I decided to change the situation not just for me, but for other children as well. But I was disadvantaged in terms of resources.
After completing his studies in 2014, Cyril vowed to be part of the change he so badly desired. On two occasions, he made an observation that changed the course of his life.
“I realised that children played in open playfields during the day, and these fields were left unused at night. Remember that in the slums, insecurity and drug abuse are rife.
Watching the children play, Cyril remembered the words of his lecturer and thought, “why not start a library here?
But he was still looking for a job, and building a library seemed impossible. I shared the idea with my mother, who always supports me and welcomes my ideas. She gave me four jerrycans, including her favourite one. One of my sisters gave me a table she had at her shop. With the little money I had saved from my side hustle as a garbage collector, I bought two plastic chairs, and two rechargeable lamps. With that, Africa’s smallest library was born.
But the naysayers didn’t take long to emerge. “Seriously, this is absurd!” “Have you ever seen such a thing before?” they asked. Cyril did not listen to their discouraging remarks.
“When I opened the library, nobody showed up for three days. Then four learners came, and gradually the numbers kept increasing. As more and more people came to the library, I started to receive support from the community. Some donated money to purchase books, others asked me to collect plastic chairs from them and so on. They owned the project.
“Currently, the library is located in a rented house which has been partitioned into three rooms. We pay Sh3,500 for each room. Users, who are mostly school going children, come in at any time between 10am and 8.30pm. We open six days a week.
“We moved there in 2017 because the number of enthusiastic learners kept growing. I now work with six volunteers. We have so far received a lot of support from the community and well-wishers,” he says.
The library was a huge blessing to children who could not go to school.

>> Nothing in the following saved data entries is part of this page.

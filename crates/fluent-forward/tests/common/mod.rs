//! Common test utilities: a scriptable in-process mock collector.

use std::collections::VecDeque;
use std::sync::Mutex;

use async_trait::async_trait;
use fluent_forward::{
    wire, ChunkMetadata, Record, SendError, SendOutcome, Sender,
};

/// What the collector should do with the next incoming chunk.
#[derive(Debug, Clone, Copy)]
pub enum SendScript {
    /// Accept the chunk and, when it carries an ack token, echo it back.
    Deliver,
    /// Fail with a transient transport error.
    Transient,
    /// Fail with a permanent transport error.
    Permanent,
    /// Accept the bytes but answer with a token for some other chunk.
    WrongAck,
    /// Accept the bytes but never answer the acknowledgment.
    NoAck,
    /// Never complete the send at all; the caller's timeout must fire.
    Stall,
}

/// In-process mock collector.
///
/// Every incoming chunk frame is decoded and validated against the forward
/// protocol before the scripted behavior is applied; once the script runs
/// out, every chunk is delivered.
#[derive(Debug, Default)]
pub struct MockCollector {
    script: Mutex<VecDeque<SendScript>>,
    received: Mutex<Vec<wire::ChunkFrame>>,
    attempts: Mutex<usize>,
}

impl MockCollector {
    pub fn new() -> Self {
        Self::default()
    }

    pub fn with_script(script: Vec<SendScript>) -> Self {
        Self {
            script: Mutex::new(script.into()),
            ..Self::default()
        }
    }

    /// Chunk frames that were accepted (scripted failures excluded).
    pub fn received(&self) -> Vec<wire::ChunkFrame> {
        self.received.lock().unwrap().clone()
    }

    /// Total send attempts observed, including scripted failures.
    pub fn attempts(&self) -> usize {
        *self.attempts.lock().unwrap()
    }

    /// All events accepted for `tag`, across every received chunk.
    pub fn events_for(&self, tag: &str) -> Vec<(i64, Record)> {
        self.received()
            .iter()
            .filter(|frame| frame.tag == tag)
            .flat_map(|frame| wire::decode_packed_events(&frame.packed_events).unwrap())
            .collect()
    }
}

#[async_trait]
impl Sender for MockCollector {
    async fn send(
        &self,
        tag: &str,
        chunk: &[u8],
        metadata: &ChunkMetadata,
    ) -> Result<SendOutcome, SendError> {
        *self.attempts.lock().unwrap() += 1;

        // Validate the frame the way a real collector would.
        let frame = wire::parse_chunk(chunk).expect("chunk frame must decode");
        assert_eq!(frame.tag, tag, "frame tag must match the tag argument");
        assert_eq!(
            frame.declared_size as usize,
            frame.packed_events.len(),
            "size option must match the packed events length"
        );
        assert_eq!(
            frame.ack_token, metadata.ack_token,
            "option metadata must carry the same token as the frame"
        );

        let behavior = self
            .script
            .lock()
            .unwrap()
            .pop_front()
            .unwrap_or(SendScript::Deliver);

        match behavior {
            SendScript::Deliver => {
                let outcome = match &frame.ack_token {
                    Some(token) => {
                        let mut ack = Vec::new();
                        wire::write_ack(&mut ack, token).unwrap();
                        SendOutcome::with_ack(ack)
                    }
                    None => SendOutcome::delivered(),
                };
                self.received.lock().unwrap().push(frame);
                Ok(outcome)
            }
            SendScript::Transient => Err(SendError::Transient(
                "scripted transient failure".to_string(),
            )),
            SendScript::Permanent => Err(SendError::Permanent(
                "scripted permanent failure".to_string(),
            )),
            SendScript::WrongAck => {
                let mut ack = Vec::new();
                wire::write_ack(&mut ack, &[0_u8; 16]).unwrap();
                Ok(SendOutcome::with_ack(ack))
            }
            SendScript::NoAck => Ok(SendOutcome::delivered()),
            SendScript::Stall => {
                tokio::time::sleep(std::time::Duration::from_secs(60)).await;
                Ok(SendOutcome::delivered())
            }
        }
    }
}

“We realised that even though education was free in public primary schools, some parents could not afford other necessities such as stationery and uniform. Through various partnerships, we are currently seeing 30 children through school.
Cyril says that he learns a lot every day from the people he meets. One of his friends once told him that: “Hardships cannot stand opportunities.” These words, he says, are his guiding light.
“To ensure wholesome growth of the children, we have introduced games such as chess and moulding. We hope that in the near future, we will manage to incorporate digital learning, and start an enterprise to meet the various expenses such as the Sh20,000 rent,” he says.
Apart from volunteering at the library, Cyril also works part time as an online writer.
“A few days ago, I was walking past a group of preteens and one of them whispered to the others, “that’s the library guy”. Such words don’t bring me pride. They give me satisfaction and the reassurance that I am leaving a good legacy. I hope that one day we will open similar facilities in other slums.
Living his childhood dreams has opened many doors for Cyril. He is an alumni of the Young African Leadership Initiatives (YALI).
“We have a responsibility to develop our communities. Where there are gaps, let us step up and fill them. There is no community that lacks resources to solve its own problems,” he says.